▶ PROBLEM TO SOLVE: Locate every line in the records below that contains the word "MetricsRegistry", and copy each one.

▶ RECORDS PROVIDED:
-=-=-=-=-

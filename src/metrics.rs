//! Per-tenant admission counters.
//!
//! Counters only ever grow and live as long as the process does.

use std::collections::{BTreeMap, HashMap};

use parking_lot::Mutex;
use serde::Serialize;

use crate::ratelimit::TenantKey;

/// Counters for one `(organization, region)` pair.
#[derive(Debug, Clone, Copy, Default, PartialEq, Serialize)]
pub struct MetricsEntry {
    /// Requests admitted
    pub allowed_count: u64,
    /// Requests denied
    pub throttled_count: u64,
    /// Highest `capacity - remaining` seen on a denial
    pub burst_used_max: f64,
}

/// Registry of admission outcomes keyed by `{organization_id}:{region}`.
#[derive(Debug, Default)]
pub struct MetricsRegistry {
    entries: Mutex<HashMap<String, MetricsEntry>>,
}

impl MetricsRegistry {
    /// Create an empty registry.
    pub fn new() -> Self {
        Self::default()
    }

    /// Record one decision.
    ///
    /// `capacity` and `remaining` describe the bucket that decided; on a
    /// denial they feed the burst high-water mark.
    pub fn bump(&self, tenant: &TenantKey, allowed: bool, capacity: f64, remaining: f64) {
        let mut entries = self.entries.lock();
        let entry = entries.entry(tenant.metrics_label()).or_default();

        if allowed {
            entry.allowed_count += 1;
        } else {
            entry.throttled_count += 1;
            let burst_used = (capacity - remaining).max(0.0);
            if burst_used > entry.burst_used_max {
                entry.burst_used_max = burst_used;
            }
        }
    }

    /// Copy of every entry, ordered by key.
    pub fn snapshot(&self) -> BTreeMap<String, MetricsEntry> {
        self.entries
            .lock()
            .iter()
            .map(|(label, entry)| (label.clone(), *entry))
            .collect()
    }

    /// Entry for a single tenant pair.
    pub fn get(&self, tenant: &TenantKey) -> Option<MetricsEntry> {
        self.entries.lock().get(&tenant.metrics_label()).copied()
    }
}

-=-=-=-=-

▶ TASK ANSWER:
pub struct MetricsRegistry {
impl MetricsRegistry {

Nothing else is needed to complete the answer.